■ Work item
Scan the lines below and report each one containing "reason" by copying it.

Extracted records
■ ■ ■ ■ ■
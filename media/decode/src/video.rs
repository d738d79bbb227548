/*!
    Video decoder implementation.
*/

use ffmpeg_next::{
    codec::{self, Compliance, decoder::Video as VideoDecoderFFmpeg},
    ffi,
    format::Pixel,
    util::frame::video::Video as VideoFrameFFmpeg,
};

use media_source::{AccessUnit, SelectedStream};
use media_types::{Error, PixelFormat, Result, StreamSession};

/**
    Outcome of opening a decode session.
*/
pub enum DecoderOpen {
    /// The session is open and fully parameterized.
    Ready(VideoDecoder),
    /// The probe had not yet seen enough of the stream to pin down coded
    /// dimensions or pixel format. Not an error — re-probe and try again.
    AwaitingParameters,
}

/**
    A video decode session bound to one selected stream.

    Owns the codec session for its entire lifetime; dropping the decoder
    releases it. The session is configured with low-delay semantics and
    permissive, non-strict-conformance decoding.
*/
pub struct VideoDecoder {
    decoder: VideoDecoderFFmpeg,
    session: StreamSession,
}

impl VideoDecoder {
    /**
        Open a decode session for the selected stream.

        The codec context is configured before opening:

        - `LOW_DELAY`: emit frames as soon as they are decodable, not batched
          for reordering beyond codec necessity.
        - `FAST` + experimental compliance: permissive decoding that favors
          staying live over exactness on a lossy transport.
    */
    pub fn open(selected: SelectedStream, port: u16) -> Result<DecoderOpen> {
        ffmpeg_next::init()
            .map_err(|e| Error::alloc_failed(format!("FFmpeg initialization failed: {e}")))?;

        let SelectedStream {
            index,
            codec,
            config,
        } = selected;

        let mut context = codec::context::Context::from_parameters(config.into_parameters())
            .map_err(|e| Error::alloc_failed(format!("codec context allocation failed: {e}")))?;

        context.set_flags(codec::Flags::LOW_DELAY);
        context.compliance(Compliance::Experimental);
        unsafe {
            (*context.as_mut_ptr()).flags2 |= ffi::AV_CODEC_FLAG2_FAST as i32;
        }

        let decoder = context.decoder().video().map_err(|e| {
            Error::codec_open_failed(
                format!("opening {codec} decoder failed: {e}"),
                error_code(&e),
            )
        })?;

        let width = decoder.width();
        let height = decoder.height();
        let Some(source_format) = pixel_format_from_ffmpeg(decoder.format()) else {
            return Ok(DecoderOpen::AwaitingParameters);
        };
        if width == 0 || height == 0 {
            return Ok(DecoderOpen::AwaitingParameters);
        }

        log::debug!("opened {codec} decoder, {width}x{height} {source_format}");
        Ok(DecoderOpen::Ready(Self {
            decoder,
            session: StreamSession {
                port,
                stream_index: index,
                codec,
                width,
                height,
                source_format,
            },
        }))
    }

    /**
        The session parameters this decoder was opened with.
    */
    pub fn session(&self) -> StreamSession {
        self.session
    }

    /**
        Feed one compressed access unit.

        A corrupted unit poisons only itself: it is logged, dropped, and the
        session stays alive. Anything else that prevents the decoder from
        accepting input is fatal.
    */
    pub fn submit(&mut self, unit: &AccessUnit) -> Result<()> {
        match self.decoder.send_packet(unit.packet()) {
            Ok(()) => Ok(()),
            Err(ffmpeg_next::Error::InvalidData) => {
                log::warn!("dropping corrupted access unit");
                Ok(())
            }
            // The caller drains after every submit, so a full input queue
            // cannot persist; drop this unit and let the drain catch up.
            Err(ffmpeg_next::Error::Other {
                errno: ffmpeg_next::error::EAGAIN,
            }) => {
                log::warn!("decoder input queue full, dropping access unit");
                Ok(())
            }
            Err(ffmpeg_next::Error::Eof) => {
                Err(Error::send_failed("decoder no longer accepts input", None))
            }
            Err(e) => Err(Error::send_failed(
                format!("submitting access unit failed: {e}"),
                error_code(&e),
            )),
        }
    }

    /**
        Pull the frames decodable so far.

        The sequence is finite: it ends when the decoder reports it needs
        more input, and restarts on the next [`submit`]. Undecodable frames
        are logged and skipped; only session-level failures surface as
        errors.

        [`submit`]: Self::submit
    */
    pub fn drain(&mut self) -> Drain<'_> {
        Drain {
            decoder: self,
            done: false,
        }
    }
}

impl std::fmt::Debug for VideoDecoder {
    fn fmt(&self, f: &mut std::fmt::Formatter<'_>) -> std::fmt::Result {
        f.debug_struct("VideoDecoder")
            .field("session", &self.session)
            .finish_non_exhaustive()
    }
}

/**
    Iterator over the frames currently decodable, see [`VideoDecoder::drain`].
*/
pub struct Drain<'a> {
    decoder: &'a mut VideoDecoder,
    done: bool,
}

impl Iterator for Drain<'_> {
    type Item = Result<DecodedFrame>;

    fn next(&mut self) -> Option<Self::Item> {
        if self.done {
            return None;
        }
        loop {
            let mut frame = VideoFrameFFmpeg::empty();
            match self.decoder.decoder.receive_frame(&mut frame) {
                Ok(()) => return Some(Ok(DecodedFrame { frame })),
                // Needs more input — the normal end of a drain.
                Err(ffmpeg_next::Error::Other {
                    errno: ffmpeg_next::error::EAGAIN,
                }) => {
                    self.done = true;
                    return None;
                }
                Err(ffmpeg_next::Error::Eof) => {
                    self.done = true;
                    return Some(Err(Error::EndOfStream));
                }
                Err(ffmpeg_next::Error::InvalidData) => {
                    log::warn!("dropping undecodable frame");
                }
                Err(e) => {
                    self.done = true;
                    return Some(Err(Error::decode_failed(
                        format!("receiving decoded frame failed: {e}"),
                        error_code(&e),
                    )));
                }
            }
        }
    }
}

/**
    One decoded frame.

    Owns the native frame buffer with its per-plane strides. The frame is
    held by the decoder's caller only until it is handed to the color
    converter; it is never retained past that hand-off.
*/
pub struct DecodedFrame {
    frame: VideoFrameFFmpeg,
}

impl DecodedFrame {
    /**
        Wrap a raw decoded frame.
    */
    pub fn new(frame: VideoFrameFFmpeg) -> Self {
        Self { frame }
    }

    /**
        Frame width in pixels.
    */
    pub fn width(&self) -> u32 {
        self.frame.width()
    }

    /**
        Frame height in pixels.
    */
    pub fn height(&self) -> u32 {
        self.frame.height()
    }

    /**
        The native pixel format of the frame data.
    */
    pub fn format(&self) -> Pixel {
        self.frame.format()
    }

    /**
        The frame's format in the pipeline vocabulary, if representable.
    */
    pub fn pixel_format(&self) -> Option<PixelFormat> {
        pixel_format_from_ffmpeg(self.format())
    }

    /**
        The underlying native frame.
    */
    pub fn raw(&self) -> &VideoFrameFFmpeg {
        &self.frame
    }
}

impl std::fmt::Debug for DecodedFrame {
    fn fmt(&self, f: &mut std::fmt::Formatter<'_>) -> std::fmt::Result {
        f.debug_struct("DecodedFrame")
            .field("width", &self.width())
            .field("height", &self.height())
            .field("format", &self.format())
            .finish()
    }
}

/**
    Map an FFmpeg pixel format into the pipeline vocabulary.
*/
fn pixel_format_from_ffmpeg(format: Pixel) -> Option<PixelFormat> {
    match format {
        Pixel::YUV420P => Some(PixelFormat::Yuv420p),
        Pixel::YUVJ420P => Some(PixelFormat::Yuvj420p),
        Pixel::NV12 => Some(PixelFormat::Nv12),
        Pixel::YUV422P => Some(PixelFormat::Yuv422p),
        Pixel::YUV444P => Some(PixelFormat::Yuv444p),
        Pixel::YUV420P10LE => Some(PixelFormat::Yuv420p10),
        _ => None,
    }
}

/**
    The native error code carried by an FFmpeg error, if any.
*/
fn error_code(e: &ffmpeg_next::Error) -> Option<i32> {
    match *e {
        ffmpeg_next::Error::Other { errno } => Some(errno),
        _ => None,
    }
}
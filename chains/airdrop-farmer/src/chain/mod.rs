//! EVM chain access: registry, RPC seam, the per-action client and the
//! protocols built on it.

pub mod abi;
pub mod aggregator;
mod cancel;
pub mod client;
mod contract;
pub mod error;
pub mod gas;
pub mod liquidity;
pub mod registry;
pub mod rpc;
pub mod swap;
mod token;
pub mod tx;
pub mod wallet;

pub use abi::CallArgs;
pub use aggregator::{ApiApproval, ApiRequest, HttpMethod};
pub use cancel::replacement_price;
pub use client::{ChainClient, ClientSettings};
pub use error::{ChainError, ErrorPatterns, SubmitErrorKind};
pub use liquidity::{AddLiquidityParams, RemoveLiquidityParams, TokenRef};
pub use registry::{ChainRegistry, ChainSpec};
pub use rpc::{ChainRpc, EthersRpc, HttpConnector, RpcConnector};
pub use swap::SwapParams;
pub use tx::{sequence_nonces, PreparedTx, TxCall, TxOutcome};
pub use wallet::ChainWallet;
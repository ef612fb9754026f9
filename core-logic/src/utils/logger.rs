use chrono::Local;
use nu_ansi_term::{Color, Style};
use std::fmt;
use tracing::{Event, Subscriber};
use tracing_appender::non_blocking::WorkerGuard;
use tracing_subscriber::{
    fmt::{format::Writer, FmtContext, FormatEvent, FormatFields, FormattedFields},
    prelude::*,
    registry::LookupSpan,
    Layer,
};

/// Target used for per-action outcome lines (SUCCESS / FAILED).
const FARM_RESULT_TARGET: &str = "farm_result";

/// Installs the console + rolling file subscriber.
///
/// Returns `None` when a global subscriber is already installed. The guard
/// must be held for the lifetime of the process or buffered lines are lost.
pub fn setup_logger(log_dir: &str) -> Option<WorkerGuard> {
    std::fs::create_dir_all(log_dir).ok();

    let file_appender = tracing_appender::rolling::hourly(log_dir, "farmer");
    let (non_blocking, guard) = tracing_appender::non_blocking(file_appender);

    let file_filter = tracing_subscriber::filter::Targets::new()
        .with_target(FARM_RESULT_TARGET, tracing::Level::INFO)
        .with_target("airdrop_farmer", tracing::Level::DEBUG)
        .with_default(tracing::Level::INFO);

    let file_layer = tracing_subscriber::fmt::layer()
        .with_writer(non_blocking)
        .with_ansi(false)
        .event_format(FileFormatter)
        .with_filter(file_filter);

    let console_filter = tracing_subscriber::filter::Targets::new()
        .with_target(FARM_RESULT_TARGET, tracing::Level::INFO)
        .with_target("airdrop_farmer", tracing::Level::INFO)
        .with_default(tracing::Level::WARN);

    let console_layer = tracing_subscriber::fmt::layer()
        .with_writer(std::io::stdout)
        .with_ansi(true)
        .event_format(TerminalFormatter)
        .with_filter(console_filter);

    tracing_subscriber::registry()
        .with(file_layer)
        .with(console_layer)
        .try_init()
        .ok()?;

    Some(guard)
}

// --- Formatters ---

struct MessageVisitor {
    message: String,
}

impl tracing::field::Visit for MessageVisitor {
    fn record_debug(&mut self, field: &tracing::field::Field, value: &dyn fmt::Debug) {
        if field.name() == "message" {
            self.message = format!("{:?}", value);
        }
    }
    fn record_str(&mut self, field: &tracing::field::Field, value: &str) {
        if field.name() == "message" {
            self.message = value.to_string();
        }
    }
}

fn event_message(event: &Event<'_>) -> String {
    let mut visitor = MessageVisitor {
        message: String::new(),
    };
    event.record(&mut visitor);
    visitor.message
}

/// Writes `[user=...]` style prefixes for every span the event sits in.
fn write_span_fields<S, N>(ctx: &FmtContext<'_, S, N>, writer: &mut Writer<'_>) -> fmt::Result
where
    S: Subscriber + for<'a> LookupSpan<'a>,
    N: for<'a> FormatFields<'a> + 'static,
{
    if let Some(scope) = ctx.event_scope() {
        for span in scope.from_root() {
            let ext = span.extensions();
            if let Some(fields) = ext.get::<FormattedFields<N>>() {
                if !fields.is_empty() {
                    write!(writer, "[{}] ", fields)?;
                }
            }
        }
    }
    Ok(())
}

pub struct TerminalFormatter;

impl<S, N> FormatEvent<S, N> for TerminalFormatter
where
    S: Subscriber + for<'a> LookupSpan<'a>,
    N: for<'a> FormatFields<'a> + 'static,
{
    fn format_event(
        &self,
        ctx: &FmtContext<'_, S, N>,
        mut writer: Writer<'_>,
        event: &Event<'_>,
    ) -> fmt::Result {
        let msg = event_message(event);

        let colored_msg = if msg.contains("SUCCESS") {
            let green_text = Style::new().fg(Color::LightGreen).bold();
            msg.replace("SUCCESS", &format!("{}", green_text.paint("SUCCESS")))
        } else if msg.contains("FAILED") {
            let red_text = Style::new().fg(Color::LightRed).bold();
            msg.replace("FAILED", &format!("{}", red_text.paint("FAILED")))
        } else {
            msg
        };

        let dim = Style::new().fg(Color::DarkGray);
        write!(writer, "{} ", dim.paint(Local::now().format("%H:%M:%S").to_string()))?;
        write_span_fields(ctx, &mut writer)?;
        writeln!(writer, "{}", colored_msg)
    }
}

pub struct FileFormatter;

impl<S, N> FormatEvent<S, N> for FileFormatter
where
    S: Subscriber + for<'a> LookupSpan<'a>,
    N: for<'a> FormatFields<'a> + 'static,
{
    fn format_event(
        &self,
        ctx: &FmtContext<'_, S, N>,
        mut writer: Writer<'_>,
        event: &Event<'_>,
    ) -> fmt::Result {
        let timestamp = Local::now().format("%Y-%m-%d %H:%M:%S");
        let level = event.metadata().level();

        write!(writer, "{} [{}] ", timestamp, level)?;
        write_span_fields(ctx, &mut writer)?;
        writeln!(writer, "{}", event_message(event))
    }
}
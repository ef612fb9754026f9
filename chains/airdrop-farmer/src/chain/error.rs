use core_logic::ConfigError;
use ethers::types::{Address, H256, U256};
use std::fmt;
use thiserror::Error;

use crate::config::ErrorPatternsToml;

/// Why a node refused a raw transaction.
#[derive(Debug, Clone, Copy, PartialEq, Eq)]
pub enum SubmitErrorKind {
    InsufficientFunds,
    Underpriced,
    NonceTooLow,
    AlreadyKnown,
    Unclassified,
}

impl fmt::Display for SubmitErrorKind {
    fn fmt(&self, f: &mut fmt::Formatter<'_>) -> fmt::Result {
        let s = match self {
            SubmitErrorKind::InsufficientFunds => "insufficient funds",
            SubmitErrorKind::Underpriced => "underpriced",
            SubmitErrorKind::NonceTooLow => "nonce too low",
            SubmitErrorKind::AlreadyKnown => "already known",
            SubmitErrorKind::Unclassified => "submission rejected",
        };
        f.write_str(s)
    }
}

#[derive(Debug, Error)]
pub enum ChainError {
    #[error(transparent)]
    Config(#[from] ConfigError),

    #[error("Not connected to {chain}")]
    NotConnected { chain: String },

    #[error("RPC {method} failed: {message}")]
    Rpc {
        method: &'static str,
        message: String,
    },

    #[error("ABI error: {0}")]
    Abi(String),

    #[error("Invalid value for '{field}': {reason}")]
    InvalidArgument { field: String, reason: String },

    #[error("Error estimating gas limit: {0}")]
    GasEstimate(String),

    #[error("Insufficient {asset} balance: have {have}, need {need}")]
    InsufficientBalance {
        asset: String,
        have: U256,
        need: U256,
    },

    #[error("Signing failed: {0}")]
    Signing(String),

    #[error("{kind}: {message}")]
    Submit {
        kind: SubmitErrorKind,
        message: String,
    },

    #[error("Transaction {hash:?} has not been mined after {timeout_secs}s")]
    TimedOut { hash: H256, timeout_secs: u64 },

    #[error("Transaction {hash:?} not found")]
    NotFound { hash: H256 },

    #[error("{step} transaction {hash:?} reverted")]
    StepReverted { step: &'static str, hash: H256 },

    #[error("No pending transaction for {address:?}")]
    NothingPending { address: Address },

    #[error("HTTP {status} from {url}: {body}")]
    Http {
        url: String,
        status: u16,
        body: String,
    },

    #[error("Invalid response from {url}: {reason}")]
    InvalidResponse { url: String, reason: String },

    #[error("Cancelled")]
    Cancelled,
}

impl ChainError {
    /// Only configuration problems abort a run; everything else is a
    /// per-action "no result".
    pub fn is_fatal(&self) -> bool {
        matches!(self, ChainError::Config(_))
    }

    pub(crate) fn rpc(method: &'static str, err: impl fmt::Display) -> Self {
        ChainError::Rpc {
            method,
            message: err.to_string(),
        }
    }

    pub(crate) fn abi(err: impl fmt::Display) -> Self {
        ChainError::Abi(err.to_string())
    }

    /// Node message carried by this error, if it came from the node.
    pub fn node_message(&self) -> Option<&str> {
        match self {
            ChainError::Rpc { message, .. } | ChainError::Submit { message, .. } => Some(message),
            _ => None,
        }
    }
}

/// Lower-cased substrings used to classify node error messages.
#[derive(Debug, Clone)]
pub struct ErrorPatterns {
    pub insufficient_funds: Vec<String>,
    pub underpriced: Vec<String>,
    pub nonce_too_low: Vec<String>,
    pub already_known: Vec<String>,
    /// Estimation failures that fall back to the default gas limit
    pub gas_fallback: Vec<String>,
}

fn lowered(patterns: &[&str]) -> Vec<String> {
    patterns.iter().map(|p| p.to_lowercase()).collect()
}

impl Default for ErrorPatterns {
    fn default() -> Self {
        Self {
            insufficient_funds: lowered(&[
                "insufficient funds for gas * price + value",
                "insufficient funds",
            ]),
            underpriced: lowered(&[
                "replacement transaction underpriced",
                "transaction underpriced",
                "max fee per gas less than block base fee",
            ]),
            nonce_too_low: lowered(&["nonce too low"]),
            already_known: lowered(&["already known", "known transaction"]),
            gas_fallback: lowered(&["insufficient msg.value", "execution reverted"]),
        }
    }
}

impl From<&ErrorPatternsToml> for ErrorPatterns {
    fn from(toml: &ErrorPatternsToml) -> Self {
        let defaults = ErrorPatterns::default();
        let pick = |custom: &Option<Vec<String>>, fallback: Vec<String>| match custom {
            Some(list) => list.iter().map(|p| p.to_lowercase()).collect(),
            None => fallback,
        };
        Self {
            insufficient_funds: pick(&toml.insufficient_funds, defaults.insufficient_funds),
            underpriced: pick(&toml.underpriced, defaults.underpriced),
            nonce_too_low: pick(&toml.nonce_too_low, defaults.nonce_too_low),
            already_known: pick(&toml.already_known, defaults.already_known),
            gas_fallback: pick(&toml.gas_fallback, defaults.gas_fallback),
        }
    }
}

fn matches_any(message: &str, patterns: &[String]) -> bool {
    patterns.iter().any(|p| message.contains(p.as_str()))
}

impl ErrorPatterns {
    pub fn classify_submit(&self, message: &str) -> SubmitErrorKind {
        let message = message.to_lowercase();
        if matches_any(&message, &self.insufficient_funds) {
            SubmitErrorKind::InsufficientFunds
        } else if matches_any(&message, &self.underpriced) {
            SubmitErrorKind::Underpriced
        } else if matches_any(&message, &self.nonce_too_low) {
            SubmitErrorKind::NonceTooLow
        } else if matches_any(&message, &self.already_known) {
            SubmitErrorKind::AlreadyKnown
        } else {
            SubmitErrorKind::Unclassified
        }
    }

    pub fn allows_gas_fallback(&self, message: &str) -> bool {
        matches_any(&message.to_lowercase(), &self.gas_fallback)
    }
}
use anyhow::{Context, Result};
use ethers::types::Address;
use ethers::utils::to_checksum;
use once_cell::sync::Lazy;
use regex::Regex;
use serde_json::Value;

use super::ActionSpec;
use crate::chain::ChainWallet;

/// Replaced by the executing wallet's checksummed address.
pub const WALLET_PLACEHOLDER: &str = "<WALLET_ADDRESS>";

static ADDRESS_RE: Lazy<Regex> = Lazy::new(|| {
    Regex::new(r"^0[xX][0-9a-fA-F]{40}$").expect("valid address regex")
});

/// A catalog action bound to one wallet for one dispatch.
///
/// Built fresh per dispatch; the catalog entry is never modified.
#[derive(Debug, Clone)]
pub struct ResolvedAction {
    pub action: ActionSpec,
    pub wallet: ChainWallet,
}

impl ResolvedAction {
    /// Substitutes [`WALLET_PLACEHOLDER`] everywhere in the action, then
    /// rewrites every string that is exactly a 20-byte hex address into its
    /// checksummed form.
    pub fn resolve(action: &ActionSpec, wallet: &ChainWallet) -> Result<Self> {
        let mut value = serde_json::to_value(action).context("Failed to serialize action")?;
        resolve_value(&mut value, &wallet.checksum());
        let action = serde_json::from_value(value)
            .with_context(|| format!("Action '{}' is invalid after resolution", action.name()))?;
        Ok(Self {
            action,
            wallet: wallet.clone(),
        })
    }
}

/// Walks maps and arrays in place.
pub fn resolve_value(value: &mut Value, wallet_address: &str) {
    match value {
        Value::String(s) => {
            if s.contains(WALLET_PLACEHOLDER) {
                *s = s.replace(WALLET_PLACEHOLDER, wallet_address);
            }
            if let Some(checksummed) = checksum_if_address(s) {
                *s = checksummed;
            }
        }
        Value::Array(items) => {
            for item in items {
                resolve_value(item, wallet_address);
            }
        }
        Value::Object(map) => {
            for (_, item) in map.iter_mut() {
                resolve_value(item, wallet_address);
            }
        }
        _ => {}
    }
}

fn checksum_if_address(s: &str) -> Option<String> {
    let trimmed = s.trim().trim_matches('"');
    if !ADDRESS_RE.is_match(trimmed) {
        return None;
    }
    let lowered = trimmed.to_lowercase();
    let address: Address = lowered.parse().ok()?;
    Some(to_checksum(&address, None))
}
■ ■ ■ ■ ■
■ Answer for the task
    #[error("Invalid value for '{field}': {reason}")]
    InvalidArgument { field: String, reason: String },
    #[error("Invalid response from {url}: {reason}")]
    InvalidResponse { url: String, reason: String },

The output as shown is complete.